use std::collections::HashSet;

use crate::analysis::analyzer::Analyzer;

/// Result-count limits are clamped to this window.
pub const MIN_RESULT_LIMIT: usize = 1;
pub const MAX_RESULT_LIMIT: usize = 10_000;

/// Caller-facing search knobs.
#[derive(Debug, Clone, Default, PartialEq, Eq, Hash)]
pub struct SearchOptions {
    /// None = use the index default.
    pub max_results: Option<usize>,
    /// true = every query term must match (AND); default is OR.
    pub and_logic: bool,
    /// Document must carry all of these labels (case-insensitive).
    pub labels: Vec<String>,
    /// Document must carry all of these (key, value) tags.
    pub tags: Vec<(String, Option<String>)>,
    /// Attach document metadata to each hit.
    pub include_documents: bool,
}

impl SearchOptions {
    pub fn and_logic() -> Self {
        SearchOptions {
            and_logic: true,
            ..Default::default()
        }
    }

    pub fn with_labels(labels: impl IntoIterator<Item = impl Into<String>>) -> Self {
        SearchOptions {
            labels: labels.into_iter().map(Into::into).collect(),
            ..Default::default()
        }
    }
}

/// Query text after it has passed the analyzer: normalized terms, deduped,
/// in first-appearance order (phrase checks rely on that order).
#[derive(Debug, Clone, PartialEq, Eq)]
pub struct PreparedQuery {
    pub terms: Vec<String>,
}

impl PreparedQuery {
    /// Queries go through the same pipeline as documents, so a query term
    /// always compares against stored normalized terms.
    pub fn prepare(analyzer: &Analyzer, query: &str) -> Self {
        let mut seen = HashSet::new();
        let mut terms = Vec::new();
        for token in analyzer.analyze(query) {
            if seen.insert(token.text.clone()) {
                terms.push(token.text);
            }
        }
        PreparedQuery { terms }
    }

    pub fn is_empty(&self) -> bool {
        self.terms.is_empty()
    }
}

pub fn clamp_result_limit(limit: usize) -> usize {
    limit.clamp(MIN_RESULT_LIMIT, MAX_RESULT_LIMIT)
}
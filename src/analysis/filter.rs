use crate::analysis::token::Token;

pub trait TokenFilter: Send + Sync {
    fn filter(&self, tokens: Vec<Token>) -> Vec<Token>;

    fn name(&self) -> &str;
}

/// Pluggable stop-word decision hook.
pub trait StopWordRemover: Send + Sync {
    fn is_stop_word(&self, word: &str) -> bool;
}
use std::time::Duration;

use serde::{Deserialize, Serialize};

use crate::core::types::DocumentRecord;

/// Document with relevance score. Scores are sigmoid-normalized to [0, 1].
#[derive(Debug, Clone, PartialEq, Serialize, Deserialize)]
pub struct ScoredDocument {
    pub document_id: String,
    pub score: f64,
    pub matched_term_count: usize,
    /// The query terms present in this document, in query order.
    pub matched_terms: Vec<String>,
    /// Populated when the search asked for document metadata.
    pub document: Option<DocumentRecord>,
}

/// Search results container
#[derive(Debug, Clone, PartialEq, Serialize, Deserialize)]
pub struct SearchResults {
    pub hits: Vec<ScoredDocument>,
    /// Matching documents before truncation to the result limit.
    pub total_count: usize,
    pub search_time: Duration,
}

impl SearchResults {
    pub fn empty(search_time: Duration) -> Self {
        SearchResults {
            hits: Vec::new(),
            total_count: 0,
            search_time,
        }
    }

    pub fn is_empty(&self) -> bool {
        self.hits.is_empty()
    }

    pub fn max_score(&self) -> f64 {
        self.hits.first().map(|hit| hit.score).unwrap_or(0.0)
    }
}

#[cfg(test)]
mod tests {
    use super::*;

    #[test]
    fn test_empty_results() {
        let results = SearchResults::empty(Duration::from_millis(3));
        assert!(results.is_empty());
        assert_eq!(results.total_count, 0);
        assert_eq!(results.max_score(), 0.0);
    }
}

◇ ◇ ◇ ◇ ◇

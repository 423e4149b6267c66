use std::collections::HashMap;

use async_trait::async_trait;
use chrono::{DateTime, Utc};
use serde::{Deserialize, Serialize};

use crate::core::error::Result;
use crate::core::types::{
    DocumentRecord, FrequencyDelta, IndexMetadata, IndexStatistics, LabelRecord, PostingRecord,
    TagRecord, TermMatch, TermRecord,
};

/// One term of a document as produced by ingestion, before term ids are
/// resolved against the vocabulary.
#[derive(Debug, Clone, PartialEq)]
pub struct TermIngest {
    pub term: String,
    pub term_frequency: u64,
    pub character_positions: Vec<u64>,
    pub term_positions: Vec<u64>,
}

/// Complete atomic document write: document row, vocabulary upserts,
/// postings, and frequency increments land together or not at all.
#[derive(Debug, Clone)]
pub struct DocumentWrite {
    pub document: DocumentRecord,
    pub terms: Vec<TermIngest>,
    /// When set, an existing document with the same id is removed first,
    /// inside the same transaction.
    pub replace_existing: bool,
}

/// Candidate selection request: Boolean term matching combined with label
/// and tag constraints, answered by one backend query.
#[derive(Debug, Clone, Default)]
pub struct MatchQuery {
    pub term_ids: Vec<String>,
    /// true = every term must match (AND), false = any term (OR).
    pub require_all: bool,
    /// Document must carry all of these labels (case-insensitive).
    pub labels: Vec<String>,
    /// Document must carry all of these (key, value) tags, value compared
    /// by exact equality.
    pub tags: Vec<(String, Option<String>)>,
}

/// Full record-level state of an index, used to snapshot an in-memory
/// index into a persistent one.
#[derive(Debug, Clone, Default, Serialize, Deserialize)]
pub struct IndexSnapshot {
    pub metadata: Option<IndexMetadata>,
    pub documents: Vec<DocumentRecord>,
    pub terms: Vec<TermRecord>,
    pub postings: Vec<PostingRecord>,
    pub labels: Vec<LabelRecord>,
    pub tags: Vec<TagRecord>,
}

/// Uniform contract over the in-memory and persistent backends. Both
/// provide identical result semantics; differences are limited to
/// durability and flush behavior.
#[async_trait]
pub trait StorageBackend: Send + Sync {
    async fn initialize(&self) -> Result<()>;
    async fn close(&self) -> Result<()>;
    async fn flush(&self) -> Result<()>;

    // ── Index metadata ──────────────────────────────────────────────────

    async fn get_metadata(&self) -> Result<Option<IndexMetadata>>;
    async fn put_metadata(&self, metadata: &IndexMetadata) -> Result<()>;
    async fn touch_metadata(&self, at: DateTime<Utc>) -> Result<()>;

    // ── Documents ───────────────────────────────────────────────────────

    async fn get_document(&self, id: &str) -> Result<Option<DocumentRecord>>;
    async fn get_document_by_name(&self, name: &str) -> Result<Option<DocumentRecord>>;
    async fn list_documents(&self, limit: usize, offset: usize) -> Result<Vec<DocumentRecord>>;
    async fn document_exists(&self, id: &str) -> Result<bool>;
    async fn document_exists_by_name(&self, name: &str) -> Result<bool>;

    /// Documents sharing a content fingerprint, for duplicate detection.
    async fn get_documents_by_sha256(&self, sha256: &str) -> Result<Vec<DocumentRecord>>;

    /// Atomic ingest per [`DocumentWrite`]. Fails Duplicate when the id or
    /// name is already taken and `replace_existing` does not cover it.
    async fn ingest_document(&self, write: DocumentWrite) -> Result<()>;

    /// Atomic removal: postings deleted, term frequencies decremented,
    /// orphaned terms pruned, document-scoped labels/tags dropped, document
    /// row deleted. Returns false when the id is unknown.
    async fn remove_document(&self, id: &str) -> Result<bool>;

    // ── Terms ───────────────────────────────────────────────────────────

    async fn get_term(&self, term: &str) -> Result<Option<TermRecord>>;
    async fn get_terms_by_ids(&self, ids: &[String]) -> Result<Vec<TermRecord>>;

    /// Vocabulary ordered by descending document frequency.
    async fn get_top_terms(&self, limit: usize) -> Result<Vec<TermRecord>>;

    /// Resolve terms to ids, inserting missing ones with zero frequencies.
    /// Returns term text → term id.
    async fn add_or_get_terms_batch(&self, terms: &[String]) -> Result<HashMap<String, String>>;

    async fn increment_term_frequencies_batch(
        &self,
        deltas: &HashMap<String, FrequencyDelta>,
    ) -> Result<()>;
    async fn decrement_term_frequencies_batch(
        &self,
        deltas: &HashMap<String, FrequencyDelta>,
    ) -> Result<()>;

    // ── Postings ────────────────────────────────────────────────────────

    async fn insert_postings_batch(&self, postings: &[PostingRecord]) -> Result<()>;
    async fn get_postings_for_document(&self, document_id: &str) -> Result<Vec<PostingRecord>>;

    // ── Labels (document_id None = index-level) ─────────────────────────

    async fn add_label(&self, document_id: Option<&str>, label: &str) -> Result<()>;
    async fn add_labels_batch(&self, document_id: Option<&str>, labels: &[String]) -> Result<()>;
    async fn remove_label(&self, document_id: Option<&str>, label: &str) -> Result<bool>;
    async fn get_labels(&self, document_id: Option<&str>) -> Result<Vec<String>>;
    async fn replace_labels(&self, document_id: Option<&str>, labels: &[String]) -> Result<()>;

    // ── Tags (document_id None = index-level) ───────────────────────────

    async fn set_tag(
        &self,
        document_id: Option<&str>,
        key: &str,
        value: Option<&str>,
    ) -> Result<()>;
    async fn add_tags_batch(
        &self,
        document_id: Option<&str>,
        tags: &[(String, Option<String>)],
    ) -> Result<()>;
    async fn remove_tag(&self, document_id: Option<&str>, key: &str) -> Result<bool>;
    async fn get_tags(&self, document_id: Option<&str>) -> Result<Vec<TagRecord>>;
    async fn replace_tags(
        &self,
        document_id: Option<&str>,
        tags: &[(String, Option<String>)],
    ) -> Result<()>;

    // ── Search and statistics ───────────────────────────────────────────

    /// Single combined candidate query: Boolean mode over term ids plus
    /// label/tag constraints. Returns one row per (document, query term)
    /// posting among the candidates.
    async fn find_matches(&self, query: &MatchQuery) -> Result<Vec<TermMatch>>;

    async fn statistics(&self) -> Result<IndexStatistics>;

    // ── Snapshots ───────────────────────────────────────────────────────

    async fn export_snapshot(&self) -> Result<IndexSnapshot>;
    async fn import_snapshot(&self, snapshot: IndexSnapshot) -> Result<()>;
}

◇ ◇ ◇ ◇ ◇

**The problem**
The lines to copy are those in the records above containing the word "normalized".

**Answer to the problem**
/// Query text after it has passed the analyzer: normalized terms, deduped,
    /// always compares against stored normalized terms.
/// Document with relevance score. Scores are sigmoid-normalized to [0, 1].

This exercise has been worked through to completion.